Commentary by Richard W. Dehn: After 50 years of observation, it is evident that almost any use of a PA or NP can improve the throughput of a surgical procedure because of skill and labor cost. Orthopedics, interventional radiology, and cardiovascular surgery stand out because of documentation but anecdotal observations in procedures involving other organs are abundant.2,3 The economic theories for this increased use are embedded in substitution, complement, team-based care, and division of labor. Recognizing that postgraduate trained physicians are in short supply at the same time that demand is being driven by an expanding population (including a greater proportion of older adults), chronic disease sustainability, and new technology, it is only logical that the world turns to PAs and NPs for a wide variety of roles. Oral-maxillofacial surgery, the focus of this study, is only the latest to awaken to this fact. However, the use of time-motion studies to document the efficiency added with a PA to this practice is a creative and important observational enhancement.
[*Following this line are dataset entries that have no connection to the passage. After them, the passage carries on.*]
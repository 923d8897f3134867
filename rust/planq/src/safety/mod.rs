//! Independent SELECT-only gate applied to every statement before execution.
//!
//! The validator does not trust its input: compiled plans, hand-written SQL
//! and edited statements all go through the same rules.

mod tokenizer;

pub use tokenizer::{tokenize, Token, TokenKind};

use serde::{Deserialize, Serialize};
use tracing::debug;

pub const DISALLOWED_KEYWORDS: [&str; 13] = [
    "insert", "update", "delete", "merge", "drop", "alter", "truncate", "create", "exec",
    "execute", "call", "grant", "revoke",
];

const COMMENT_MARKERS: [&str; 3] = ["--", "/*", "*/"];

const UPPERCASE_KEYWORDS: &[&str] = &[
    "all", "and", "as", "asc", "between", "by", "case", "cast", "count", "cross", "desc",
    "distinct", "else", "end", "except", "exists", "false", "fetch", "filter", "first", "from",
    "full", "group", "having", "ilike", "in", "inner", "intersect", "interval", "is", "join",
    "lateral", "left", "like", "limit", "max", "min", "next", "not", "null", "nulls", "offset",
    "on", "only", "or", "order", "outer", "over", "partition", "recursive", "right", "row",
    "rows", "select", "sum", "avg", "then", "top", "true", "union", "using", "when", "where",
    "window", "with",
];

const CLAUSE_KEYWORDS: &[&str] = &[
    "select", "from", "where", "group", "having", "window", "order", "limit", "offset", "fetch",
    "union", "intersect", "except",
];

const JOIN_MODIFIERS: &[&str] = &["inner", "left", "right", "full", "cross", "outer", "natural"];

#[derive(Debug, Clone, Serialize, Deserialize, PartialEq)]
pub struct SafetyReport {
    pub ok: bool,
    pub reasons: Vec<String>,
    #[serde(skip_serializing_if = "Option::is_none")]
    pub normalized_sql: Option<String>,
    pub limit_injected: bool,
    pub max_rows: i64,
}

impl SafetyReport {
    fn reject(reason: String, max_rows: i64) -> Self {
        Self {
            ok: false,
            reasons: vec![reason],
            normalized_sql: None,
            limit_injected: false,
            max_rows,
        }
    }
}

#[derive(Debug, Clone, Copy)]
pub struct Validator {
    max_rows: i64,
}

impl Validator {
    pub fn new(max_rows: i64) -> Self {
        Self {
            max_rows: max_rows.max(1),
        }
    }

    pub fn max_rows(&self) -> i64 {
        self.max_rows
    }

    pub fn validate(&self, sql: &str) -> SafetyReport {
        let report = validate(sql, self.max_rows);
        debug!(ok = report.ok, reasons = ?report.reasons, "validated statement");
        report
    }
}

/// Applies the rules in order and stops at the first failure.
pub fn validate(sql: &str, max_rows: i64) -> SafetyReport {
    let trimmed = sql.trim();
    if trimmed.is_empty() {
        return SafetyReport::reject("Empty SQL statement".to_string(), max_rows);
    }

    if let Some(marker) = find_comment_marker(trimmed) {
        return SafetyReport::reject(
            format!("Comments are not allowed (found '{marker}')"),
            max_rows,
        );
    }

    let mut tokens = tokenize(trimmed);

    if let Some(pos) = tokens.iter().position(|t| t.is_punct(";")) {
        if pos + 1 < tokens.len() {
            return SafetyReport::reject(
                "Multiple statements are not allowed".to_string(),
                max_rows,
            );
        }
        tokens.truncate(pos);
    }

    match tokens.first() {
        Some(first) if first.is_word("select") || first.is_word("with") => {}
        Some(first) => {
            let reason = match find_disallowed_keyword(&first.text) {
                Some(keyword) => format!("Disallowed keyword detected: {keyword}"),
                None => format!(
                    "Only SELECT or WITH statements are allowed (found '{}')",
                    first.text
                ),
            };
            return SafetyReport::reject(reason, max_rows);
        }
        None => {
            return SafetyReport::reject("Empty SQL statement".to_string(), max_rows);
        }
    }

    if let Some(keyword) = find_disallowed_keyword(trimmed) {
        return SafetyReport::reject(
            format!("Disallowed keyword detected: {keyword}"),
            max_rows,
        );
    }

    if selects_star(&tokens) {
        return SafetyReport::reject(
            "SELECT * is not allowed; list columns explicitly".to_string(),
            max_rows,
        );
    }

    strip_uncapped_limit(&mut tokens);
    let has_limit = has_row_cap(&tokens);
    let mut normalized = render(&tokens);
    if !has_limit {
        normalized.push_str(&format!("\nLIMIT {max_rows}"));
    }

    SafetyReport {
        ok: true,
        reasons: Vec::new(),
        normalized_sql: Some(normalized),
        limit_injected: !has_limit,
        max_rows,
    }
}

pub fn find_comment_marker(text: &str) -> Option<&'static str> {
    COMMENT_MARKERS
        .iter()
        .copied()
        .find(|marker| text.contains(marker))
}

/// Word-boundary scan over the raw text, including quoted sections.
pub fn find_disallowed_keyword(text: &str) -> Option<&'static str> {
    text.split(|c: char| !c.is_alphanumeric() && c != '_')
        .filter(|word| !word.is_empty())
        .find_map(|word| {
            let lower = word.to_lowercase();
            DISALLOWED_KEYWORDS
                .iter()
                .copied()
                .find(|keyword| *keyword == lower)
        })
}

fn selects_star(tokens: &[Token]) -> bool {
    tokens.iter().enumerate().any(|(idx, token)| {
        if !token.is_word("select") {
            return false;
        }
        let mut rest = tokens[idx + 1..].iter().peekable();
        if rest
            .peek()
            .is_some_and(|t| t.is_word("distinct") || t.is_word("all"))
        {
            rest.next();
        }
        if rest.peek().is_some_and(|t| t.is_word("top")) {
            rest.next();
            if rest.peek().is_some_and(|t| t.is_punct("(")) {
                for t in rest.by_ref() {
                    if t.is_punct(")") {
                        break;
                    }
                }
            } else {
                rest.next();
            }
        }
        rest.peek().is_some_and(|t| t.is_punct("*"))
    })
}

/// `SELECT TOP n`, `SELECT TOP (..)`, `LIMIT n` or `FETCH FIRST|NEXT` at
/// the outermost level. `LIMIT ALL` and words used as names are not caps.
fn has_row_cap(tokens: &[Token]) -> bool {
    tokens.iter().enumerate().any(|(idx, token)| {
        if token.depth != 0 {
            return false;
        }
        let next = tokens.get(idx + 1);
        if token.is_word("top") {
            idx > 0
                && tokens[idx - 1].is_word("select")
                && next.is_some_and(|t| t.kind == TokenKind::Number || t.is_punct("("))
        } else if token.is_word("limit") {
            !used_as_name(tokens, idx) && is_count(next)
        } else if token.is_word("fetch") {
            clause_shaped(tokens, idx)
        } else {
            false
        }
    })
}

/// Drops an outermost `LIMIT ALL` so the ceiling can take its place.
fn strip_uncapped_limit(tokens: &mut Vec<Token>) {
    let found = (0..tokens.len()).find(|&idx| {
        tokens[idx].depth == 0
            && tokens[idx].is_word("limit")
            && !used_as_name(tokens, idx)
            && tokens.get(idx + 1).is_some_and(|t| t.is_word("all"))
    });
    if let Some(idx) = found {
        tokens.drain(idx..idx + 2);
    }
}

fn is_count(token: Option<&Token>) -> bool {
    token.is_some_and(|t| matches!(t.kind, TokenKind::Number | TokenKind::Param))
}

/// Alias after `AS`, or one side of a qualified name.
fn used_as_name(tokens: &[Token], idx: usize) -> bool {
    let after = idx
        .checked_sub(1)
        .is_some_and(|prev| tokens[prev].is_word("as") || tokens[prev].is_punct("."));
    after || tokens.get(idx + 1).is_some_and(|next| next.is_punct("."))
}

/// Row-limiting keywords only open a clause when followed by their operand.
fn clause_shaped(tokens: &[Token], idx: usize) -> bool {
    if used_as_name(tokens, idx) {
        return false;
    }
    let token = &tokens[idx];
    let next = tokens.get(idx + 1);
    if token.is_word("limit") {
        is_count(next) || next.is_some_and(|t| t.is_word("all") || t.is_punct("("))
    } else if token.is_word("offset") {
        is_count(next) || next.is_some_and(|t| t.is_punct("("))
    } else if token.is_word("fetch") {
        next.is_some_and(|t| t.is_word("first") || t.is_word("next"))
    } else {
        true
    }
}

fn is_keyword(token: &Token, set: &[&str]) -> bool {
    token.kind == TokenKind::Word && set.iter().any(|k| token.text.eq_ignore_ascii_case(k))
}

fn starts_clause(tokens: &[Token], idx: usize) -> bool {
    let token = &tokens[idx];
    if token.depth != 0 || idx == 0 || used_as_name(tokens, idx) {
        return false;
    }
    if is_keyword(token, CLAUSE_KEYWORDS) {
        if !clause_shaped(tokens, idx) {
            return false;
        }
        let prev = &tokens[idx - 1];
        // UNION SELECT keeps SELECT on the set-operator line.
        return !(token.is_word("select") && is_keyword(prev, &["union", "all", "intersect", "except"]));
    }
    let next_is_call = tokens.get(idx + 1).is_some_and(|t| t.is_punct("("));
    if next_is_call {
        return false;
    }
    let prev_is_modifier = is_keyword(&tokens[idx - 1], JOIN_MODIFIERS);
    (is_keyword(token, JOIN_MODIFIERS) || token.is_word("join")) && !prev_is_modifier
}

fn render(tokens: &[Token]) -> String {
    let mut out = String::new();
    for (idx, token) in tokens.iter().enumerate() {
        let text = if is_keyword(token, UPPERCASE_KEYWORDS) {
            token.text.to_uppercase()
        } else {
            token.text.clone()
        };

        if idx > 0 {
            if starts_clause(tokens, idx) {
                out.push('\n');
            } else if needs_space(&tokens[idx - 1], token) {
                out.push(' ');
            }
        }
        out.push_str(&text);
    }
    out
}

fn needs_space(prev: &Token, next: &Token) -> bool {
    if prev.kind == TokenKind::Punct && matches!(prev.text.as_str(), "(" | "." | "::") {
        return false;
    }
    if next.kind == TokenKind::Punct && matches!(next.text.as_str(), "," | ")" | "." | "::") {
        return false;
    }
    if next.is_punct("(") && matches!(prev.kind, TokenKind::Word | TokenKind::QuotedIdent) {
        return is_keyword(prev, UPPERCASE_KEYWORDS)
            && !is_keyword(prev, &["count", "sum", "avg", "min", "max", "cast", "exists", "left", "right"]);
    }
    true
}
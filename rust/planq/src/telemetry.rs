use once_cell::sync::OnceCell;
use tracing_subscriber::{fmt, EnvFilter};

static INIT: OnceCell<()> = OnceCell::new();

const DEFAULT_FILTER: &str = "info,planq=info,tower_http=info";

/// Installs the global subscriber once; later calls are no-ops.
pub fn init_tracing() {
    INIT.get_or_init(|| {
        let filter =
            EnvFilter::try_from_default_env().unwrap_or_else(|_| EnvFilter::new(DEFAULT_FILTER));
        if fmt()
            .with_env_filter(filter)
            .with_target(false)
            .try_init()
            .is_err()
        {
            tracing::debug!("tracing subscriber already installed");
        }
    });
}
1. Resnick CM, Daniels KM, Flath-Sporn SJ, et al Physician assistants improve efficiency and decrease costs in outpatient oral and maxillofacial surgery. J Oral Maxillofac Surg. 2016;74(11):2128–2135.

2. Hiza EA, Gottschalk MB, Umpierrez E, et al Effect of a dedicated orthopaedic advanced practice provider in a level I trauma center: analysis of length of stay and cost. J Orthop Trauma. 2015;29(7):e225–e230.

3. Duszak R Jr, Walls DG, Wang JM, et al Expanding roles of nurse practitioners and physician assistants as providers of nonvascular invasive radiology procedures. J Am Coll Radiol. 2015;12(3):284–289.